Where had the man come from?

Robert found the right key and pinched it between his chapped thumbs, slotting it into the proper lock on the drawer below the monitors. Inside, he shifted through strewn folders and crumpled papers until he found the issued 9mm pistol, and though Robert touched it, he paused, his pudgy fingers wrapped upon the handle, then shook his head and continued digging until he retrieved an unused stun gun. The intruder had to be a worker Robert had overlooked in his rush to watch the game; there was no reason to terrify the poor guy.
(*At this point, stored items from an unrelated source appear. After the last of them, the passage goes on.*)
//! Typed keys for the entity hierarchy
//!
//! InstanceTemplate → InstanceTemplateRevision → InstanceGroupManager → Instance
//!
//! Each child key owns its parent key, so walking up the chain never parses
//! strings. The textual form joins every component with a single space:
//!
//!   template:  "{base_name}"
//!   revision:  "{base_name} {revision}"
//!   manager:   "{base_name} {revision} {zone}"
//!   instance:  "{base_name} {revision} {zone} {instance_name}"
//!
//! The textual form is what the store uses as the entity id and what the
//! CLI accepts. Components must be non-empty and free of whitespace.

use std::fmt;
use std::str::FromStr;

use serde::{Deserialize, Deserializer, Serialize, Serializer};
use thiserror::Error;

/// Errors raised while building or parsing a key.
#[derive(Debug, Clone, Error, PartialEq, Eq)]
pub enum KeyError {
    #[error("invalid key component '{0}': must be non-empty and contain no whitespace")]
    InvalidComponent(String),

    #[error("{kind} key needs {expected} space-separated components, got {found}: '{raw}'")]
    WrongArity {
        kind: &'static str,
        expected: usize,
        found: usize,
        raw: String,
    },
}

fn component(value: impl Into<String>) -> Result<String, KeyError> {
    let value = value.into();
    if value.is_empty() || value.chars().any(char::is_whitespace) {
        return Err(KeyError::InvalidComponent(value));
    }
    Ok(value)
}

fn split_exact<'a>(
    kind: &'static str,
    raw: &'a str,
    expected: usize,
) -> Result<Vec<&'a str>, KeyError> {
    let parts: Vec<&str> = raw.split_whitespace().collect();
    if parts.len() != expected {
        return Err(KeyError::WrongArity {
            kind,
            expected,
            found: parts.len(),
            raw: raw.to_string(),
        });
    }
    Ok(parts)
}

// ── InstanceTemplate ─────────────────────────────────────────────────────────

/// Key of an `InstanceTemplate`: the template base name.
#[derive(Debug, Clone, PartialEq, Eq, PartialOrd, Ord, Hash)]
pub struct TemplateKey {
    base_name: String,
}

impl TemplateKey {
    pub fn new(base_name: impl Into<String>) -> Result<Self, KeyError> {
        Ok(Self {
            base_name: component(base_name)?,
        })
    }

    pub fn base_name(&self) -> &str {
        &self.base_name
    }

    /// Key of a revision of this template.
    pub fn revision(&self, revision: impl Into<String>) -> Result<RevisionKey, KeyError> {
        Ok(RevisionKey {
            template: self.clone(),
            revision: component(revision)?,
        })
    }
}

impl fmt::Display for TemplateKey {
    fn fmt(&self, f: &mut fmt::Formatter<'_>) -> fmt::Result {
        f.write_str(&self.base_name)
    }
}

impl FromStr for TemplateKey {
    type Err = KeyError;

    fn from_str(s: &str) -> Result<Self, Self::Err> {
        let parts = split_exact("template", s, 1)?;
        Self::new(parts[0])
    }
}

// ── InstanceTemplateRevision ─────────────────────────────────────────────────

/// Key of an `InstanceTemplateRevision`, child of a template.
#[derive(Debug, Clone, PartialEq, Eq, PartialOrd, Ord, Hash)]
pub struct RevisionKey {
    template: TemplateKey,
    revision: String,
}

impl RevisionKey {
    pub fn parent(&self) -> &TemplateKey {
        &self.template
    }

    pub fn base_name(&self) -> &str {
        self.template.base_name()
    }

    pub fn revision(&self) -> &str {
        &self.revision
    }

    /// Key of the instance group manager for this revision in `zone`.
    pub fn manager(&self, zone: impl Into<String>) -> Result<ManagerKey, KeyError> {
        Ok(ManagerKey {
            revision: self.clone(),
            zone: component(zone)?,
        })
    }
}

impl fmt::Display for RevisionKey {
    fn fmt(&self, f: &mut fmt::Formatter<'_>) -> fmt::Result {
        write!(f, "{} {}", self.template, self.revision)
    }
}

impl FromStr for RevisionKey {
    type Err = KeyError;

    fn from_str(s: &str) -> Result<Self, Self::Err> {
        let parts = split_exact("revision", s, 2)?;
        TemplateKey::new(parts[0])?.revision(parts[1])
    }
}

// ── InstanceGroupManager ─────────────────────────────────────────────────────

/// Key of an `InstanceGroupManager`, child of a revision.
#[derive(Debug, Clone, PartialEq, Eq, PartialOrd, Ord, Hash)]
pub struct ManagerKey {
    revision: RevisionKey,
    zone: String,
}

impl ManagerKey {
    /// Build a manager key from its three components.
    pub fn from_parts(
        base_name: impl Into<String>,
        revision: impl Into<String>,
        zone: impl Into<String>,
    ) -> Result<Self, KeyError> {
        TemplateKey::new(base_name)?.revision(revision)?.manager(zone)
    }

    pub fn parent(&self) -> &RevisionKey {
        &self.revision
    }

    pub fn base_name(&self) -> &str {
        self.revision.base_name()
    }

    pub fn revision(&self) -> &str {
        self.revision.revision()
    }

    pub fn zone(&self) -> &str {
        &self.zone
    }

    /// Name of the cloud instance group managed by this entity.
    pub fn group_name(&self) -> String {
        format!("{}-{}", self.base_name(), self.revision())
    }

    /// Key of the instance named `instance_name` in this group.
    pub fn instance(&self, instance_name: impl Into<String>) -> Result<InstanceKey, KeyError> {
        Ok(InstanceKey {
            manager: self.clone(),
            instance_name: component(instance_name)?,
        })
    }
}

impl fmt::Display for ManagerKey {
    fn fmt(&self, f: &mut fmt::Formatter<'_>) -> fmt::Result {
        write!(f, "{} {}", self.revision, self.zone)
    }
}

impl FromStr for ManagerKey {
    type Err = KeyError;

    fn from_str(s: &str) -> Result<Self, Self::Err> {
        let parts = split_exact("manager", s, 3)?;
        Self::from_parts(parts[0], parts[1], parts[2])
    }
}

// ── Instance ─────────────────────────────────────────────────────────────────

/// Key of an `Instance`, child of an instance group manager.
#[derive(Debug, Clone, PartialEq, Eq, PartialOrd, Ord, Hash)]
pub struct InstanceKey {
    manager: ManagerKey,
    instance_name: String,
}

impl InstanceKey {
    /// Build an instance key from all four components.
    pub fn from_parts(
        base_name: impl Into<String>,
        revision: impl Into<String>,
        zone: impl Into<String>,
        instance_name: impl Into<String>,
    ) -> Result<Self, KeyError> {
        ManagerKey::from_parts(base_name, revision, zone)?.instance(instance_name)
    }

    pub fn parent(&self) -> &ManagerKey {
        &self.manager
    }

    pub fn instance_name(&self) -> &str {
        &self.instance_name
    }
}

impl fmt::Display for InstanceKey {
    fn fmt(&self, f: &mut fmt::Formatter<'_>) -> fmt::Result {
        write!(f, "{} {}", self.manager, self.instance_name)
    }
}

impl FromStr for InstanceKey {
    type Err = KeyError;

    fn from_str(s: &str) -> Result<Self, Self::Err> {
        let parts = split_exact("instance", s, 4)?;
        Self::from_parts(parts[0], parts[1], parts[2], parts[3])
    }
}

// ── serde: keys travel as their textual form ─────────────────────────────────

macro_rules! impl_string_serde {
    ($($ty:ty),* $(,)?) => {
        $(
            impl Serialize for $ty {
                fn serialize<S: Serializer>(&self, serializer: S) -> Result<S::Ok, S::Error> {
                    serializer.collect_str(self)
                }
            }

            impl<'de> Deserialize<'de> for $ty {
                fn deserialize<D: Deserializer<'de>>(deserializer: D) -> Result<Self, D::Error> {
                    let raw = String::deserialize(deserializer)?;
                    raw.parse().map_err(serde::de::Error::custom)
                }
            }
        )*
    };
}

impl_string_serde!(TemplateKey, RevisionKey, ManagerKey, InstanceKey);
Robert's flat feet slapped the stone floor as he toddled from his office toward the lobby, working through the narrow, ill-lit barrow of interior corridors before passing into the main entrance. The door swung in on silent hinges as Robert took his flashlight from his belt and clicked it on, a narrow beam of light slicing through the sullen dark, sweeping back and forth, settling at last on the koi pond's rippling surface.

The lobby was empty.

Robert spun in a tight circle and shone the light upon the lower mezzanine and against the reception desk, spotting nothing out of the ordinary. "All right," he said aloud, clearing his throat. "I know you're there. Time to come out."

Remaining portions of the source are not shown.